[Saved data entries]
· · · · · · ·

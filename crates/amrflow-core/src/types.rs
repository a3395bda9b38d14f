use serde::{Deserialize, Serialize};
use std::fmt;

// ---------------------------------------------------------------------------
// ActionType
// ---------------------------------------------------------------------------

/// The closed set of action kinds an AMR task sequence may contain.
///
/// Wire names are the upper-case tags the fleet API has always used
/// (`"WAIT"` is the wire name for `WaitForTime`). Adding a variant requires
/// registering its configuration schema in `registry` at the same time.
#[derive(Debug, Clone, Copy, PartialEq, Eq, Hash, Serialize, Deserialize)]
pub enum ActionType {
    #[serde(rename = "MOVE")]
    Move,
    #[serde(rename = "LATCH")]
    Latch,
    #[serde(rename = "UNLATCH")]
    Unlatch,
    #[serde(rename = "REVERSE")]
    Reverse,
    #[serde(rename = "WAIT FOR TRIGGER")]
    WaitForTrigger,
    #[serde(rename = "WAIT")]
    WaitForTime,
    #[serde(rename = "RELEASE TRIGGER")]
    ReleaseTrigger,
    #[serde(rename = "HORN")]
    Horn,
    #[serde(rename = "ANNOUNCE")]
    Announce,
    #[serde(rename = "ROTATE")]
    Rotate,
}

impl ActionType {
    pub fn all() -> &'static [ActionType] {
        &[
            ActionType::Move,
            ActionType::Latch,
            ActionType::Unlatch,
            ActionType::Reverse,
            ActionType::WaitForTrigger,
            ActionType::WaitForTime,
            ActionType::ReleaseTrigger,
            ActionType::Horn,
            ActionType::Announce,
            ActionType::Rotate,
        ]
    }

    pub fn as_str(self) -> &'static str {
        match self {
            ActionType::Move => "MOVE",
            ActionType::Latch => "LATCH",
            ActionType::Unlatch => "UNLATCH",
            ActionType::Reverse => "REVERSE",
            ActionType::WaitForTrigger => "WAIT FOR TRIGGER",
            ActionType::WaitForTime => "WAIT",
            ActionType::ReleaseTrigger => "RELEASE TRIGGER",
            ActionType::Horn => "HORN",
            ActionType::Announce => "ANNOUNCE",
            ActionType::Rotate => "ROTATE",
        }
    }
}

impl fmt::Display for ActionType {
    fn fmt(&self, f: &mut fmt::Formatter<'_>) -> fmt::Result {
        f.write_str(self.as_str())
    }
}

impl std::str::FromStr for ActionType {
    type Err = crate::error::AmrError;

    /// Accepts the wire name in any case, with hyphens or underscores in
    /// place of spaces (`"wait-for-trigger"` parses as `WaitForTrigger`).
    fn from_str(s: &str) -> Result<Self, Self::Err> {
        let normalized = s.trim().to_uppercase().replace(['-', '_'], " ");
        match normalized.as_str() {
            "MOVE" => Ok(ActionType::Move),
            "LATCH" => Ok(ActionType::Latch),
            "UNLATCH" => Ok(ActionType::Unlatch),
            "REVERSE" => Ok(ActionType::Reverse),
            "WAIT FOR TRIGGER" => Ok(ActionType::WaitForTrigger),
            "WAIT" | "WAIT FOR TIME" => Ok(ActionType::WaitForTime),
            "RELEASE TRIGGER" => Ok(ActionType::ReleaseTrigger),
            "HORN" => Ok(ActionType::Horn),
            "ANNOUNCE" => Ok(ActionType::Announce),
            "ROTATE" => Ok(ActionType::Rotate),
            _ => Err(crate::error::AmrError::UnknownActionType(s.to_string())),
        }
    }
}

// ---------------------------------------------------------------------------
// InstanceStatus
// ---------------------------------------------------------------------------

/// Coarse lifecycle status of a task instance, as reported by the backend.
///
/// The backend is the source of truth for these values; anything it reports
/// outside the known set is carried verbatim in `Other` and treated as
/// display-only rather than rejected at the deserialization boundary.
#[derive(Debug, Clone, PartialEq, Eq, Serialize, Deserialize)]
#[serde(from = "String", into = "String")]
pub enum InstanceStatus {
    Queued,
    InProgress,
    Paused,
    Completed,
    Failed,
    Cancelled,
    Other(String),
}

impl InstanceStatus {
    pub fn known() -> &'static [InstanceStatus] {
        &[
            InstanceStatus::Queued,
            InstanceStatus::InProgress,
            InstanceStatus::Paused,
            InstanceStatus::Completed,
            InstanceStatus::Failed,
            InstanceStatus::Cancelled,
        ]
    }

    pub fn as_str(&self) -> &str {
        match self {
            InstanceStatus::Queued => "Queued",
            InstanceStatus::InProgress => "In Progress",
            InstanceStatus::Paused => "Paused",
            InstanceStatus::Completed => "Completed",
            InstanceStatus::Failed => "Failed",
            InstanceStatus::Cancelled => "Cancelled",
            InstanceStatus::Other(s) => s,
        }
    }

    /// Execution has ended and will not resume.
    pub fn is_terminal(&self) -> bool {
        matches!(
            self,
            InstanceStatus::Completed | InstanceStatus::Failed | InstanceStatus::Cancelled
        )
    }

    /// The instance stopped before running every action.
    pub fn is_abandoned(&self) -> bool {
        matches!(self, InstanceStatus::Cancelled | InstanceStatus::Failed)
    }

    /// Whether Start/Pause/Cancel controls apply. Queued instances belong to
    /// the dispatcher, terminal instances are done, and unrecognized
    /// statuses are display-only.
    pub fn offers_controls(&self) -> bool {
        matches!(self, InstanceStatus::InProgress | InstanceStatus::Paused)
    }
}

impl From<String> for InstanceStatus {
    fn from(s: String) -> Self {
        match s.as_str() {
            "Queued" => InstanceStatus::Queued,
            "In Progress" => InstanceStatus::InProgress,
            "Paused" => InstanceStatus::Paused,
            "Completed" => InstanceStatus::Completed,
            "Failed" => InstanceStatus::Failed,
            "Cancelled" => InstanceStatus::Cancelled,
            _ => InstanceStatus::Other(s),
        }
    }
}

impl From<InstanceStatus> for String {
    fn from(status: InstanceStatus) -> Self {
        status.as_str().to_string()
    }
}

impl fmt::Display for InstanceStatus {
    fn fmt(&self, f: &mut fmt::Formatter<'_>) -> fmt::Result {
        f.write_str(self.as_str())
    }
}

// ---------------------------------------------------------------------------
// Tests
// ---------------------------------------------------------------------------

· · · · · · ·

__WHAT YOU NEED TO DO__
Set the data down again in full, exactly as given.

__EXPECTED ANSWER__
filename crates/amrflow-core/src/types.rs
repository a3395bda9b38d14f
use serde::{Deserialize, Serialize};
use std::fmt;

// ---------------------------------------------------------------------------
// ActionType
// ---------------------------------------------------------------------------

/// The closed set of action kinds an AMR task sequence may contain.
///
/// Wire names are the upper-case tags the fleet API has always used
/// (`"WAIT"` is the wire name for `WaitForTime`). Adding a variant requires
/// registering its configuration schema in `registry` at the same time.
#[derive(Debug, Clone, Copy, PartialEq, Eq, Hash, Serialize, Deserialize)]
pub enum ActionType {
    #[serde(rename = "MOVE")]
    Move,
    #[serde(rename = "LATCH")]
    Latch,
    #[serde(rename = "UNLATCH")]
    Unlatch,
    #[serde(rename = "REVERSE")]
    Reverse,
    #[serde(rename = "WAIT FOR TRIGGER")]
    WaitForTrigger,
    #[serde(rename = "WAIT")]
    WaitForTime,
    #[serde(rename = "RELEASE TRIGGER")]
    ReleaseTrigger,
    #[serde(rename = "HORN")]
    Horn,
    #[serde(rename = "ANNOUNCE")]
    Announce,
    #[serde(rename = "ROTATE")]
    Rotate,
}

impl ActionType {
    pub fn all() -> &'static [ActionType] {
        &[
            ActionType::Move,
            ActionType::Latch,
            ActionType::Unlatch,
            ActionType::Reverse,
            ActionType::WaitForTrigger,
            ActionType::WaitForTime,
            ActionType::ReleaseTrigger,
            ActionType::Horn,
            ActionType::Announce,
            ActionType::Rotate,
        ]
    }

    pub fn as_str(self) -> &'static str {
        match self {
            ActionType::Move => "MOVE",
            ActionType::Latch => "LATCH",
            ActionType::Unlatch => "UNLATCH",
            ActionType::Reverse => "REVERSE",
            ActionType::WaitForTrigger => "WAIT FOR TRIGGER",
            ActionType::WaitForTime => "WAIT",
            ActionType::ReleaseTrigger => "RELEASE TRIGGER",
            ActionType::Horn => "HORN",
            ActionType::Announce => "ANNOUNCE",
            ActionType::Rotate => "ROTATE",
        }
    }
}

impl fmt::Display for ActionType {
    fn fmt(&self, f: &mut fmt::Formatter<'_>) -> fmt::Result {
        f.write_str(self.as_str())
    }
}

impl std::str::FromStr for ActionType {
    type Err = crate::error::AmrError;

    /// Accepts the wire name in any case, with hyphens or underscores in
    /// place of spaces (`"wait-for-trigger"` parses as `WaitForTrigger`).
    fn from_str(s: &str) -> Result<Self, Self::Err> {
        let normalized = s.trim().to_uppercase().replace(['-', '_'], " ");
        match normalized.as_str() {
            "MOVE" => Ok(ActionType::Move),
            "LATCH" => Ok(ActionType::Latch),
            "UNLATCH" => Ok(ActionType::Unlatch),
            "REVERSE" => Ok(ActionType::Reverse),
            "WAIT FOR TRIGGER" => Ok(ActionType::WaitForTrigger),
            "WAIT" | "WAIT FOR TIME" => Ok(ActionType::WaitForTime),
            "RELEASE TRIGGER" => Ok(ActionType::ReleaseTrigger),
            "HORN" => Ok(ActionType::Horn),
            "ANNOUNCE" => Ok(ActionType::Announce),
            "ROTATE" => Ok(ActionType::Rotate),
            _ => Err(crate::error::AmrError::UnknownActionType(s.to_string())),
        }
    }
}

// ---------------------------------------------------------------------------
// InstanceStatus
// ---------------------------------------------------------------------------

/// Coarse lifecycle status of a task instance, as reported by the backend.
///
/// The backend is the source of truth for these values; anything it reports
/// outside the known set is carried verbatim in `Other` and treated as
/// display-only rather than rejected at the deserialization boundary.
#[derive(Debug, Clone, PartialEq, Eq, Serialize, Deserialize)]
#[serde(from = "String", into = "String")]
pub enum InstanceStatus {
    Queued,
    InProgress,
    Paused,
    Completed,
    Failed,
    Cancelled,
    Other(String),
}

impl InstanceStatus {
    pub fn known() -> &'static [InstanceStatus] {
        &[
            InstanceStatus::Queued,
            InstanceStatus::InProgress,
            InstanceStatus::Paused,
            InstanceStatus::Completed,
            InstanceStatus::Failed,
            InstanceStatus::Cancelled,
        ]
    }

    pub fn as_str(&self) -> &str {
        match self {
            InstanceStatus::Queued => "Queued",
            InstanceStatus::InProgress => "In Progress",
            InstanceStatus::Paused => "Paused",
            InstanceStatus::Completed => "Completed",
            InstanceStatus::Failed => "Failed",
            InstanceStatus::Cancelled => "Cancelled",
            InstanceStatus::Other(s) => s,
        }
    }

    /// Execution has ended and will not resume.
    pub fn is_terminal(&self) -> bool {
        matches!(
            self,
            InstanceStatus::Completed | InstanceStatus::Failed | InstanceStatus::Cancelled
        )
    }

    /// The instance stopped before running every action.
    pub fn is_abandoned(&self) -> bool {
        matches!(self, InstanceStatus::Cancelled | InstanceStatus::Failed)
    }

    /// Whether Start/Pause/Cancel controls apply. Queued instances belong to
    /// the dispatcher, terminal instances are done, and unrecognized
    /// statuses are display-only.
    pub fn offers_controls(&self) -> bool {
        matches!(self, InstanceStatus::InProgress | InstanceStatus::Paused)
    }
}

impl From<String> for InstanceStatus {
    fn from(s: String) -> Self {
        match s.as_str() {
            "Queued" => InstanceStatus::Queued,
            "In Progress" => InstanceStatus::InProgress,
            "Paused" => InstanceStatus::Paused,
            "Completed" => InstanceStatus::Completed,
            "Failed" => InstanceStatus::Failed,
            "Cancelled" => InstanceStatus::Cancelled,
            _ => InstanceStatus::Other(s),
        }
    }
}

impl From<InstanceStatus> for String {
    fn from(status: InstanceStatus) -> Self {
        status.as_str().to_string()
    }
}

impl fmt::Display for InstanceStatus {
    fn fmt(&self, f: &mut fmt::Formatter<'_>) -> fmt::Result {
        f.write_str(self.as_str())
    }
}

// ---------------------------------------------------------------------------
// Tests
// ---------------------------------------------------------------------------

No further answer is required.